After a forceful injury to the shoulder, the joint may dislocate anteriorly or posteriorly. With a dislocation, the shoulder is usually extremely painful and has very limited motion. Muscle relaxation is often required to reduce the shoulder back into the joint. You should immediately call your doctor for instructions or go to the ER when a severe injury is suspected.
Along with a thorough history and physical, shoulder X-rays often confirm the diagnosis. They can also help identify fractures that may have occurred at the same time. An MRI may be ordered to further evaluate the damage to the capsule, labrum, and rotator cuff. A CT scan may be ordered if a fracture is seen or suspected.
In some cases, immobilization and subsequent therapy are sufficient to restore stability and function to the shoulder joint. An arthroscopy or an open surgery may be recommended. Postoperatively, it is very important to protect the shoulder to allow tissue healing. A graduated therapy program is then implemented.
The clavicle (collar bone) is connected to the scapula(shoulder blade) by the AC joint. The joint can be felt on the superior and lateral aspect of the shoulder. The joint can be separated or fractured by a direct blow to the shoulder or a fall on the arm. The joint can also develop arthritis which may or may not be related to a previous injury.
An AC dislocation or separation is not the same as a shoulder dislocation (link to that section here), which occurs at the glenohumeral (ball and socket) joint. With an AC joint injury, the superior aspect of the shoulder is swollen and tender. The clavicle may or may not appear prominent and the shoulder may have a droop compared to the other shoulder.
The spectrum of injury is graded from one to six with Grade 1 being the least severe.

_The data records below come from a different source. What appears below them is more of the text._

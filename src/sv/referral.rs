use sea_orm::{
  SqlErr,
  sea_query::{Alias, Expr, Func},
};
use serde::Serialize;

use crate::{
  entity::{
    SharingStatus, page_view, profit_sharing_record, referral_code, user,
  },
  prelude::*,
  utils,
  wxpay::{
    AddReceiverRequest, PayApi, RECEIVER_PERSONAL_OPENID, RELATION_DISTRIBUTOR,
  },
};

use super::settlement::MAX_SHARE_PERCENT;

pub const CODE_LEN: usize = 6;
pub const MAX_GENERATE_ATTEMPTS: usize = 10;

pub struct Referral<'a> {
  db: &'a DatabaseConnection,
}

#[derive(Debug, Default, Clone)]
pub struct NewReferral {
  pub code: Option<String>,
  pub owner_name: String,
  pub owner_contact: Option<String>,
  pub owner_openid: Option<String>,
  pub commission_rate: i32,
}

#[derive(Debug, Clone, PartialEq, Serialize)]
#[serde(rename_all = "camelCase")]
pub struct ReferralStats {
  pub code: String,
  pub owner_name: String,
  pub page_views: u64,
  pub unique_visitors: u64,
  pub registered_users: u64,
  pub vip_users: u64,
  /// VIP / registered, percent with two decimals.
  pub conversion_rate: f64,
  pub total_shared: i64,
}

impl<'a> Referral<'a> {
  pub fn new(db: &'a DatabaseConnection) -> Self {
    Self { db }
  }

  pub fn url(site_url: &str, code: &str) -> String {
    format!("{}/?ref={}", site_url.trim_end_matches('/'), code)
  }

  pub async fn by_code(&self, code: &str) -> Result<Option<referral_code::Model>> {
    Ok(referral_code::Entity::find_by_id(code).one(self.db).await?)
  }

  pub async fn by_owner(
    &self,
    openid: &str,
  ) -> Result<Option<referral_code::Model>> {
    Ok(
      referral_code::Entity::find()
        .filter(referral_code::Column::OwnerOpenid.eq(openid))
        .order_by_asc(referral_code::Column::CreatedAt)
        .one(self.db)
        .await?,
    )
  }

  /// Admin creation. A missing code is generated.
  pub async fn create(&self, new: NewReferral) -> Result<referral_code::Model> {
    if new.owner_name.trim().is_empty() {
      return Err(Error::InvalidArgs("Missing owner name".into()));
    }
    if !(0..=100).contains(&new.commission_rate) {
      return Err(Error::InvalidArgs("Invalid commission rate".into()));
    }

    match utils::non_empty(new.code.as_deref()) {
      Some(code) => {
        let code = code.to_uppercase();
        let model = Self::active_model(code, &new);
        model.insert(self.db).await.map_err(|err| {
          match err.sql_err() {
            Some(SqlErr::UniqueConstraintViolation(_)) => {
              Error::InvalidArgs("Referral code already exists".into())
            }
            _ => err.into(),
          }
        })
      }
      None => self.generate_with(&new, || utils::random_code(CODE_LEN)).await,
    }
  }

  /// Self-service code for a user. Returns the existing code when the user
  /// already owns one.
  pub async fn generate_for(
    &self,
    openid: &str,
  ) -> Result<referral_code::Model> {
    if openid.trim().is_empty() {
      return Err(Error::InvalidArgs("Missing openid".into()));
    }
    if let Some(existing) = self.by_owner(openid).await? {
      return Ok(existing);
    }

    let owner = user::Entity::find()
      .filter(user::Column::Openid.eq(openid))
      .one(self.db)
      .await?
      .ok_or(Error::UserNotFound)?;

    let new = NewReferral {
      code: None,
      owner_name: owner.nickname.unwrap_or_else(|| openid.to_string()),
      owner_contact: owner.phone,
      owner_openid: Some(openid.to_string()),
      commission_rate: 0,
    };
    self.generate_with(&new, || utils::random_code(CODE_LEN)).await
  }

  /// Bounded retry against the unique primary key. The lookup is only an
  /// optimisation; the insert is what decides.
  pub async fn generate_with(
    &self,
    new: &NewReferral,
    mut next: impl FnMut() -> String,
  ) -> Result<referral_code::Model> {
    for attempt in 1..=MAX_GENERATE_ATTEMPTS {
      let code = next();
      if self.by_code(&code).await?.is_some() {
        debug!("Referral code collision on attempt {}: {}", attempt, code);
        continue;
      }

      match Self::active_model(code.clone(), new).insert(self.db).await {
        Ok(model) => {
          info!("Referral code {} created for {}", model.code, model.owner_name);
          return Ok(model);
        }
        Err(err) => match err.sql_err() {
          Some(SqlErr::UniqueConstraintViolation(_)) => {
            debug!("Referral code lost insert race: {}", code);
          }
          _ => return Err(err.into()),
        },
      }
    }

    Err(Error::Internal(format!(
      "failed to generate a unique referral code after {MAX_GENERATE_ATTEMPTS} attempts"
    )))
  }

  fn active_model(code: String, new: &NewReferral) -> referral_code::ActiveModel {
    referral_code::ActiveModel {
      code: Set(code),
      owner_name: Set(new.owner_name.trim().to_string()),
      owner_contact: Set(new.owner_contact.clone()),
      owner_openid: Set(new.owner_openid.clone()),
      commission_rate: Set(new.commission_rate),
      receiver_openid: Set(None),
      sharing_percentage: Set(None),
      is_active: Set(true),
      created_at: Set(utils::now()),
    }
  }

  /// Registers `openid` as a profit-sharing receiver with the provider, then
  /// stores it on the code.
  pub async fn bind_receiver(
    &self,
    pay: &dyn PayApi,
    code: &str,
    openid: &str,
    percentage: i32,
  ) -> Result<referral_code::Model> {
    if openid.trim().is_empty() {
      return Err(Error::InvalidArgs("Missing receiver openid".into()));
    }
    if !(1..=MAX_SHARE_PERCENT as i32).contains(&percentage) {
      return Err(Error::InvalidArgs(format!(
        "Sharing percentage must be between 1 and {MAX_SHARE_PERCENT}"
      )));
    }

    let referral = self.by_code(code).await?.ok_or(Error::ReferralNotFound)?;

    pay
      .add_receiver(&AddReceiverRequest {
        appid: pay.config().app_id.clone(),
        kind: RECEIVER_PERSONAL_OPENID.into(),
        account: openid.to_string(),
        relation_type: RELATION_DISTRIBUTOR.into(),
      })
      .await?;

    info!(
      "Receiver {} bound to referral code {} at {}%",
      openid, code, percentage
    );
    Ok(
      referral_code::ActiveModel {
        receiver_openid: Set(Some(openid.to_string())),
        sharing_percentage: Set(Some(percentage)),
        ..referral.into()
      }
      .update(self.db)
      .await?,
    )
  }

  pub async fn stats(&self, code: &str) -> Result<ReferralStats> {
    let referral = self.by_code(code).await?.ok_or(Error::ReferralNotFound)?;

    let page_views = page_view::Entity::find()
      .filter(page_view::Column::ReferrerCode.eq(code))
      .count(self.db)
      .await?;

    let unique_visitors = page_view::Entity::find()
      .select_only()
      .column(page_view::Column::SessionId)
      .distinct()
      .filter(page_view::Column::ReferrerCode.eq(code))
      .count(self.db)
      .await?;

    let registered_users = user::Entity::find()
      .filter(user::Column::ReferrerCode.eq(code))
      .count(self.db)
      .await?;

    let vip_users = user::Entity::find()
      .filter(user::Column::ReferrerCode.eq(code))
      .filter(user::Column::IsVip.eq(true))
      .count(self.db)
      .await?;

    let total_shared: Option<i64> = profit_sharing_record::Entity::find()
      .select_only()
      .column_as(
        Expr::expr(Func::cast_as(
          Expr::col(profit_sharing_record::Column::Amount).sum(),
          Alias::new("BIGINT"),
        )),
        "total",
      )
      .filter(profit_sharing_record::Column::ReferrerCode.eq(code))
      .filter(profit_sharing_record::Column::Status.eq(SharingStatus::Success))
      .into_tuple::<Option<i64>>()
      .one(self.db)
      .await?
      .flatten();

    Ok(ReferralStats {
      code: referral.code,
      owner_name: referral.owner_name,
      page_views,
      unique_visitors,
      registered_users,
      vip_users,
      conversion_rate: conversion_rate(vip_users, registered_users),
      total_shared: total_shared.unwrap_or(0),
    })
  }

  /// Ledger rows for a code, newest first.
  pub async fn records(
    &self,
    code: &str,
  ) -> Result<Vec<profit_sharing_record::Model>> {
    Ok(
      profit_sharing_record::Entity::find()
        .filter(profit_sharing_record::Column::ReferrerCode.eq(code))
        .order_by_desc(profit_sharing_record::Column::Id)
        .all(self.db)
        .await?,
    )
  }
}

fn conversion_rate(vip: u64, registered: u64) -> f64 {
  if registered == 0 {
    return 0.0;
  }
  (vip as f64 * 10_000.0 / registered as f64).round() / 100.0
}
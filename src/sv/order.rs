use serde::Serialize;

use crate::{
  config::PayConfig,
  entity::user,
  prelude::*,
  utils,
  wxpay::{Amount, Attach, CURRENCY_CNY, NativeOrderRequest, PayApi, SettleInfo},
};

#[derive(Debug, Clone, Serialize)]
#[serde(rename_all = "camelCase")]
pub struct CreatedOrder {
  pub code_url: String,
  pub out_trade_no: String,
}

pub struct Order<'a> {
  db: &'a DatabaseConnection,
  pay: &'a dyn PayApi,
}

/// Native (QR code) order carrying `{openid, app, referrer_code}` in attach.
/// Orders with a referrer are flagged for later profit sharing.
pub fn build_request(
  config: &PayConfig,
  openid: &str,
  referrer_code: Option<&str>,
  out_trade_no: &str,
) -> Result<NativeOrderRequest> {
  let attach = Attach {
    openid: openid.to_string(),
    app: Some(config.app_tag.clone()),
    referrer_code: referrer_code.map(str::to_owned),
  };

  Ok(NativeOrderRequest {
    appid: config.app_id.clone(),
    mchid: config.mch_id.clone(),
    description: config.order_description.clone(),
    out_trade_no: out_trade_no.to_string(),
    notify_url: config.notify_url.clone(),
    amount: Amount { total: config.order_amount, currency: CURRENCY_CNY.into() },
    attach: json::to_string(&attach)?,
    settle_info: referrer_code.map(|_| SettleInfo { profit_sharing: true }),
  })
}

impl<'a> Order<'a> {
  pub fn new(db: &'a DatabaseConnection, pay: &'a dyn PayApi) -> Self {
    Self { db, pay }
  }

  pub async fn create(&self, openid: &str) -> Result<CreatedOrder> {
    if openid.trim().is_empty() {
      return Err(Error::InvalidArgs("Missing openid".into()));
    }

    let user = user::Entity::find()
      .filter(user::Column::Openid.eq(openid))
      .one(self.db)
      .await?
      .ok_or(Error::UserNotFound)?;

    let out_trade_no = utils::trade_no("PT");
    let referrer = user.referrer_code.as_deref();
    let request =
      build_request(self.pay.config(), openid, referrer, &out_trade_no)?;

    info!(
      "Creating order {} for {} (referrer: {})",
      out_trade_no,
      openid,
      referrer.unwrap_or("-")
    );

    let response = self.pay.create_native_order(&request).await?;

    Ok(CreatedOrder { code_url: response.code_url, out_trade_no })
  }
}

#[cfg(test)]
mod tests {
  use super::*;
  use crate::sv::{
    test_utils::{FakePay, pay_config, test_db},
    user::{Profile, User},
  };

  #[test]
  fn test_request_with_referrer_enables_profit_sharing() {
    let config = pay_config();
    let req = build_request(&config, "o-1", Some("ABC123"), "PT_1").unwrap();

    assert_eq!(req.appid, "wx-test-app");
    assert_eq!(req.mchid, "1900000001");
    assert_eq!(req.amount.total, config.order_amount);
    assert_eq!(req.amount.currency, "CNY");
    assert_eq!(req.settle_info.map(|s| s.profit_sharing), Some(true));

    let attach: json::Value = json::from_str(&req.attach).unwrap();
    assert_eq!(
      attach,
      json::json!({"openid": "o-1", "app": "phototree", "referrer_code": "ABC123"})
    );
  }

  #[test]
  fn test_request_without_referrer() {
    let req = build_request(&pay_config(), "o-1", None, "PT_1").unwrap();

    assert!(req.settle_info.is_none());
    let attach: json::Value = json::from_str(&req.attach).unwrap();
    assert_eq!(attach["referrer_code"], json::Value::Null);
  }

  #[tokio::test]
  async fn test_create_order() {
    let db = test_db::setup().await;
    User::new(&db).login_openid("o-1", Profile::default(), None).await.unwrap();
    let pay = FakePay::new();

    let order = Order::new(&db, &pay).create("o-1").await.unwrap();

    assert!(order.out_trade_no.starts_with("PT_"));
    assert!(order.code_url.starts_with("weixin://wxpay/bizpayurl"));
    let orders = pay.orders.lock().unwrap();
    assert_eq!(orders.len(), 1);
    assert_eq!(orders[0].out_trade_no, order.out_trade_no);
  }

  #[tokio::test]
  async fn test_create_order_errors() {
    let db = test_db::setup().await;
    User::new(&db).login_openid("o-1", Profile::default(), None).await.unwrap();
    let pay = FakePay::new();
    let sv = Order::new(&db, &pay);

    assert!(matches!(sv.create("").await, Err(Error::InvalidArgs(_))));
    assert!(matches!(sv.create("ghost").await, Err(Error::UserNotFound)));

    let failing = FakePay::failing();
    let result = Order::new(&db, &failing).create("o-1").await;
    let Err(Error::Provider { details, .. }) = result else {
      panic!("expected provider error");
    };
    assert_eq!(details["code"], "PARAM_ERROR");
  }
}
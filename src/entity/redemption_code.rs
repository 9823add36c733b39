use sea_orm::entity::prelude::*;
use serde::{Deserialize, Serialize};

#[derive(Debug, Default, Clone, PartialEq, Eq)]
#[derive(EnumIter, DeriveActiveEnum, Serialize, Deserialize)]
#[sea_orm(rs_type = "String", db_type = "Text")]
#[serde(rename_all = "lowercase")]
pub enum RedemptionStatus {
  #[sea_orm(string_value = "unused")]
  #[default]
  Unused,
  #[sea_orm(string_value = "used")]
  Used,
}

#[derive(Clone, Debug, PartialEq, DeriveEntityModel, Serialize, Deserialize)]
#[sea_orm(table_name = "redemption_codes")]
#[serde(rename_all = "camelCase")]
pub struct Model {
  #[sea_orm(primary_key, auto_increment = false)]
  pub code: String,
  pub status: RedemptionStatus,
  pub used_by: Option<String>,
  pub used_at: Option<DateTime>,
  pub created_at: DateTime,
}

#[derive(Copy, Clone, Debug, EnumIter, DeriveRelation)]
pub enum Relation {}

impl ActiveModelBehavior for ActiveModel {}
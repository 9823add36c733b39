//! WeChat Pay V3 request signing.
//!
//! The provider authenticates every API call with an RSA-SHA256 signature
//! over `METHOD\nPATH\nTIMESTAMP\nNONCE\nBODY\n`, carried in the
//! `Authorization` header under the `WECHATPAY2-SHA256-RSA2048` schema.

use base64::{Engine, engine::general_purpose::STANDARD};
use rsa::{
  RsaPrivateKey,
  pkcs1::DecodeRsaPrivateKey,
  pkcs1v15::SigningKey,
  pkcs8::DecodePrivateKey,
  signature::{SignatureEncoding, Signer as _},
};
use sha2::Sha256;
use uuid::Uuid;

use crate::prelude::*;

pub const AUTH_SCHEMA: &str = "WECHATPAY2-SHA256-RSA2048";

const PEM_MARKER: &str = "PRIVATE KEY-----";

/// Turns a configured private key into PEM text.
///
/// Precedence: literal `\n` sequences are unescaped first; then, only if no
/// PEM header is present, the value is treated as base64-encoded PEM.
pub fn normalize_private_key(raw: &str) -> Result<String> {
  let unescaped = raw.trim().replace("\\n", "\n");
  if unescaped.contains(PEM_MARKER) {
    return Ok(unescaped);
  }

  let compact: String =
    unescaped.chars().filter(|c| !c.is_whitespace()).collect();
  let decoded = STANDARD
    .decode(compact)
    .ok()
    .and_then(|bytes| String::from_utf8(bytes).ok())
    .map(|pem| pem.trim().replace("\\n", "\n"));

  match decoded {
    Some(pem) if pem.contains(PEM_MARKER) => Ok(pem),
    _ => Err(Error::Config(
      "merchant private key is neither PEM nor base64-encoded PEM".into(),
    )),
  }
}

/// Canonical string the provider expects to be signed.
pub fn canonical_message(
  method: &str,
  path: &str,
  timestamp: i64,
  nonce: &str,
  body: &str,
) -> String {
  format!("{method}\n{path}\n{timestamp}\n{nonce}\n{body}\n")
}

pub struct Signer {
  mch_id: String,
  serial_no: String,
  key: SigningKey<Sha256>,
}

impl Signer {
  pub fn new(mch_id: &str, serial_no: &str, private_key: &str) -> Result<Self> {
    if mch_id.is_empty() || serial_no.is_empty() {
      return Err(Error::Config(
        "merchant id and certificate serial are required for signing".into(),
      ));
    }

    let pem = normalize_private_key(private_key)?;
    let key = RsaPrivateKey::from_pkcs8_pem(&pem)
      .or_else(|_| RsaPrivateKey::from_pkcs1_pem(&pem))
      .map_err(|err| {
        Error::Config(format!("invalid merchant private key: {err}"))
      })?;

    Ok(Self {
      mch_id: mch_id.to_string(),
      serial_no: serial_no.to_string(),
      key: SigningKey::<Sha256>::new(key),
    })
  }

  /// Base64 RSA-SHA256 (PKCS#1 v1.5) signature of `message`.
  pub fn sign(&self, message: &str) -> Result<String> {
    let signature = self
      .key
      .try_sign(message.as_bytes())
      .map_err(|err| Error::Internal(format!("rsa signing failed: {err}")))?;
    Ok(STANDARD.encode(signature.to_bytes()))
  }

  pub fn authorization(
    &self,
    method: &str,
    path: &str,
    timestamp: i64,
    nonce: &str,
    body: &str,
  ) -> Result<String> {
    let message = canonical_message(method, path, timestamp, nonce, body);
    let signature = self.sign(&message)?;

    Ok(format!(
      r#"{AUTH_SCHEMA} mchid="{}",nonce_str="{nonce}",signature="{signature}",timestamp="{timestamp}",serial_no="{}""#,
      self.mch_id, self.serial_no
    ))
  }

  /// Authorization header with a fresh timestamp and nonce.
  pub fn authorize(&self, method: &str, path: &str, body: &str) -> Result<String> {
    let timestamp = Utc::now().timestamp();
    let nonce = Uuid::new_v4().simple().to_string().to_uppercase();
    self.authorization(method, path, timestamp, &nonce, body)
  }
}
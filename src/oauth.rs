//! WeChat website-application OAuth (QR login).

use reqwest::Client;
use serde::Deserialize;

use crate::{config::OAuthConfig, prelude::*, sv::user::Profile};

pub const ACCESS_TOKEN_URL: &str =
  "https://api.weixin.qq.com/sns/oauth2/access_token";
pub const USER_INFO_URL: &str = "https://api.weixin.qq.com/sns/userinfo";

#[derive(Debug, Deserialize)]
struct AccessToken {
  #[serde(default)]
  access_token: Option<String>,
  #[serde(default)]
  openid: Option<String>,
  #[serde(default)]
  errcode: Option<i64>,
  #[serde(default)]
  errmsg: Option<String>,
}

#[derive(Debug, Default, Deserialize)]
struct UserInfo {
  #[serde(default)]
  nickname: Option<String>,
  #[serde(default)]
  headimgurl: Option<String>,
  #[serde(default)]
  errcode: Option<i64>,
}

/// Identity obtained from a successful code exchange.
#[derive(Debug, Clone)]
pub struct WechatIdentity {
  pub openid: String,
  pub profile: Profile,
}

pub struct WechatOAuth {
  client: Client,
  config: OAuthConfig,
}

impl WechatOAuth {
  pub fn new(config: OAuthConfig) -> Result<Self> {
    let client = Client::builder().timeout(Duration::from_secs(10)).build()?;
    Ok(Self { client, config })
  }

  /// Exchanges the authorization code, then fetches the profile. A failing
  /// profile lookup is tolerated.
  pub async fn exchange(&self, code: &str) -> Result<WechatIdentity> {
    let token: AccessToken = self
      .client
      .get(ACCESS_TOKEN_URL)
      .query(&[
        ("appid", self.config.app_id.as_str()),
        ("secret", self.config.app_secret.as_str()),
        ("code", code),
        ("grant_type", "authorization_code"),
      ])
      .send()
      .await?
      .json()
      .await?;

    if let Some(errcode) = token.errcode.filter(|c| *c != 0) {
      return Err(Error::OAuth(format!(
        "{errcode}: {}",
        token.errmsg.unwrap_or_default()
      )));
    }
    let (Some(access_token), Some(openid)) = (token.access_token, token.openid)
    else {
      return Err(Error::OAuth("token response without openid".into()));
    };

    info!("Authenticated openid {}", openid);

    let info = match self.user_info(&access_token, &openid).await {
      Ok(info) if info.errcode.is_none_or(|c| c == 0) => info,
      Ok(info) => {
        warn!("userinfo rejected for {}: {:?}", openid, info.errcode);
        UserInfo::default()
      }
      Err(err) => {
        warn!("Failed to fetch userinfo for {}: {}", openid, err);
        UserInfo::default()
      }
    };

    Ok(WechatIdentity {
      openid,
      profile: Profile {
        nickname: info.nickname.filter(|n| !n.is_empty()),
        avatar_url: info.headimgurl.filter(|a| !a.is_empty()),
        device_type: None,
      },
    })
  }

  async fn user_info(&self, access_token: &str, openid: &str) -> Result<UserInfo> {
    Ok(
      self
        .client
        .get(USER_INFO_URL)
        .query(&[
          ("access_token", access_token),
          ("openid", openid),
          ("lang", "zh_CN"),
        ])
        .send()
        .await?
        .json()
        .await?,
    )
  }
}
use sea_orm_migration::prelude::*;

#[derive(DeriveMigrationName)]
pub struct Migration;

#[async_trait::async_trait]
impl MigrationTrait for Migration {
  async fn up(&self, manager: &SchemaManager) -> Result<(), DbErr> {
    manager
      .create_table(
        Table::create()
          .table(RedemptionCodes::Table)
          .if_not_exists()
          .col(
            ColumnDef::new(RedemptionCodes::Code)
              .string()
              .not_null()
              .primary_key(),
          )
          .col(
            ColumnDef::new(RedemptionCodes::Status)
              .string()
              .not_null()
              .default("unused"),
          )
          .col(ColumnDef::new(RedemptionCodes::UsedBy).string().null())
          .col(ColumnDef::new(RedemptionCodes::UsedAt).date_time().null())
          .col(
            ColumnDef::new(RedemptionCodes::CreatedAt).date_time().not_null(),
          )
          .to_owned(),
      )
      .await
  }

  async fn down(&self, manager: &SchemaManager) -> Result<(), DbErr> {
    manager
      .drop_table(Table::drop().table(RedemptionCodes::Table).to_owned())
      .await
  }
}

#[derive(DeriveIden)]
pub enum RedemptionCodes {
  Table,
  Code,
  Status,
  UsedBy,
  UsedAt,
  CreatedAt,
}
use sea_orm::{ConnectionTrait, entity::prelude::*};
use serde::{Deserialize, Serialize};

#[derive(Debug, Default, Clone, PartialEq, Eq)]
#[derive(EnumIter, DeriveActiveEnum, Serialize, Deserialize)]
#[sea_orm(rs_type = "String", db_type = "Text")]
#[serde(rename_all = "lowercase")]
pub enum SharingStatus {
  #[sea_orm(string_value = "success")]
  Success,
  #[sea_orm(string_value = "failed")]
  Failed,
  #[sea_orm(string_value = "pending")]
  #[default]
  Pending,
}

#[derive(Clone, Debug, PartialEq, DeriveEntityModel, Serialize, Deserialize)]
#[sea_orm(table_name = "profit_sharing_records")]
#[serde(rename_all = "camelCase")]
pub struct Model {
  #[sea_orm(primary_key)]
  pub id: i32,
  pub out_trade_no: String,
  pub transaction_id: String,
  /// Merchant correlation number of the settlement order itself.
  pub out_order_no: String,
  pub referrer_code: String,
  pub receiver_openid: String,
  /// Minor currency units (fen).
  pub amount: i64,
  pub status: SharingStatus,
  /// Provider-assigned profit-sharing order id, set on success only.
  pub order_id: Option<String>,
  pub description: Option<String>,
  pub created_at: DateTime,
}

#[derive(Copy, Clone, Debug, EnumIter, DeriveRelation)]
pub enum Relation {}

#[async_trait::async_trait]
impl ActiveModelBehavior for ActiveModel {
  async fn before_save<C>(self, _db: &C, insert: bool) -> Result<Self, DbErr>
  where
    C: ConnectionTrait,
  {
    // ledger rows are immutable once written
    if insert {
      Ok(self)
    } else {
      Err(DbErr::Custom("profit sharing records are append-only".into()))
    }
  }
}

This may be confirmed with an X-ray. In some cases, an MRI is also indicated.
Often, all that is necessary is rest, ice, and medication to treat the pain and swelling. Activities are gradually increased over time. With a more severe injury, surgery may be recommended to reduce the joint and repair or reconstruct the torn ligaments. At times, the distal clavicle may also need to be removed. In some cases, the distal clavicle may remain prominent after it has healed, even though it is no longer painful.